■ **Assignment**
Would you print the entire listing exactly, leaving nothing out?
Dataset excerpts Block Start
use async_trait::async_trait;
use boleto_core::models::{CreateEventRequest, EventDetail, EventSummary, UpdateEventRequest};
use reqwest::multipart::{Form, Part};

use crate::error::ApiError;
use crate::http::ApiClient;

#[async_trait]
pub trait EventsApi: Send + Sync {
    async fn active_events(&self) -> Result<Vec<EventSummary>, ApiError>;
    async fn event_by_id(&self, id: i64) -> Result<EventDetail, ApiError>;
}

/// Image payload for event creation: the raw bytes plus the filename the
/// multipart part is labelled with.
#[derive(Debug, Clone)]
pub struct ImageUpload {
    pub filename: String,
    pub bytes: Vec<u8>,
}

#[derive(Clone)]
pub struct HttpEventsGateway {
    client: ApiClient,
}

impl HttpEventsGateway {
    pub fn new(client: ApiClient) -> Self {
        Self { client }
    }

    /// Creates an event. The backend expects multipart: an `event` part with
    /// the JSON payload and an optional `image` file part.
    pub async fn create_event(
        &self,
        request: &CreateEventRequest,
        image: Option<ImageUpload>,
    ) -> Result<EventDetail, ApiError> {
        let event_json =
            serde_json::to_string(request).map_err(|e| ApiError::Decode(e.to_string()))?;
        let mut form = Form::new().text("event", event_json);
        if let Some(image) = image {
            form = form.part("image", Part::bytes(image.bytes).file_name(image.filename));
        }
        ApiClient::send_json(self.client.post("/events").multipart(form)).await
    }

    pub async fn update_event(
        &self,
        id: i64,
        request: &UpdateEventRequest,
    ) -> Result<EventDetail, ApiError> {
        ApiClient::send_json(self.client.patch(&format!("/events/{}", id)).json(request)).await
    }

    pub async fn change_status(&self, id: i64, status: &str) -> Result<(), ApiError> {
        ApiClient::send_unit(
            self.client
                .patch(&format!("/events/{}/status", id))
                .query(&[("status", status)]),
        )
        .await
    }

    pub async fn reduce_slots(&self, id: i64, quantity: u32) -> Result<(), ApiError> {
        ApiClient::send_unit(
            self.client
                .post(&format!("/events/{}/reduce-slots", id))
                .query(&[("quantity", quantity)]),
        )
        .await
    }

    pub async fn delete_event(&self, id: i64) -> Result<(), ApiError> {
        ApiClient::send_unit(self.client.delete(&format!("/events/{}", id))).await
    }
}

#[async_trait]
impl EventsApi for HttpEventsGateway {
    async fn active_events(&self) -> Result<Vec<EventSummary>, ApiError> {
        ApiClient::send_json(self.client.get("/events/active")).await
    }

    async fn event_by_id(&self, id: i64) -> Result<EventDetail, ApiError> {
        ApiClient::send_json(self.client.get(&format!("/events/{}", id))).await
    }
}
Dataset excerpts Block End
■ **Exercise output**
use async_trait::async_trait;
use boleto_core::models::{CreateEventRequest, EventDetail, EventSummary, UpdateEventRequest};
use reqwest::multipart::{Form, Part};

use crate::error::ApiError;
use crate::http::ApiClient;

#[async_trait]
pub trait EventsApi: Send + Sync {
    async fn active_events(&self) -> Result<Vec<EventSummary>, ApiError>;
    async fn event_by_id(&self, id: i64) -> Result<EventDetail, ApiError>;
}

/// Image payload for event creation: the raw bytes plus the filename the
/// multipart part is labelled with.
#[derive(Debug, Clone)]
pub struct ImageUpload {
    pub filename: String,
    pub bytes: Vec<u8>,
}

#[derive(Clone)]
pub struct HttpEventsGateway {
    client: ApiClient,
}

impl HttpEventsGateway {
    pub fn new(client: ApiClient) -> Self {
        Self { client }
    }

    /// Creates an event. The backend expects multipart: an `event` part with
    /// the JSON payload and an optional `image` file part.
    pub async fn create_event(
        &self,
        request: &CreateEventRequest,
        image: Option<ImageUpload>,
    ) -> Result<EventDetail, ApiError> {
        let event_json =
            serde_json::to_string(request).map_err(|e| ApiError::Decode(e.to_string()))?;
        let mut form = Form::new().text("event", event_json);
        if let Some(image) = image {
            form = form.part("image", Part::bytes(image.bytes).file_name(image.filename));
        }
        ApiClient::send_json(self.client.post("/events").multipart(form)).await
    }

    pub async fn update_event(
        &self,
        id: i64,
        request: &UpdateEventRequest,
    ) -> Result<EventDetail, ApiError> {
        ApiClient::send_json(self.client.patch(&format!("/events/{}", id)).json(request)).await
    }

    pub async fn change_status(&self, id: i64, status: &str) -> Result<(), ApiError> {
        ApiClient::send_unit(
            self.client
                .patch(&format!("/events/{}/status", id))
                .query(&[("status", status)]),
        )
        .await
    }

    pub async fn reduce_slots(&self, id: i64, quantity: u32) -> Result<(), ApiError> {
        ApiClient::send_unit(
            self.client
                .post(&format!("/events/{}/reduce-slots", id))
                .query(&[("quantity", quantity)]),
        )
        .await
    }

    pub async fn delete_event(&self, id: i64) -> Result<(), ApiError> {
        ApiClient::send_unit(self.client.delete(&format!("/events/{}", id))).await
    }
}

#[async_trait]
impl EventsApi for HttpEventsGateway {
    async fn active_events(&self) -> Result<Vec<EventSummary>, ApiError> {
        ApiClient::send_json(self.client.get("/events/active")).await
    }

    async fn event_by_id(&self, id: i64) -> Result<EventDetail, ApiError> {
        ApiClient::send_json(self.client.get(&format!("/events/{}", id))).await
    }
}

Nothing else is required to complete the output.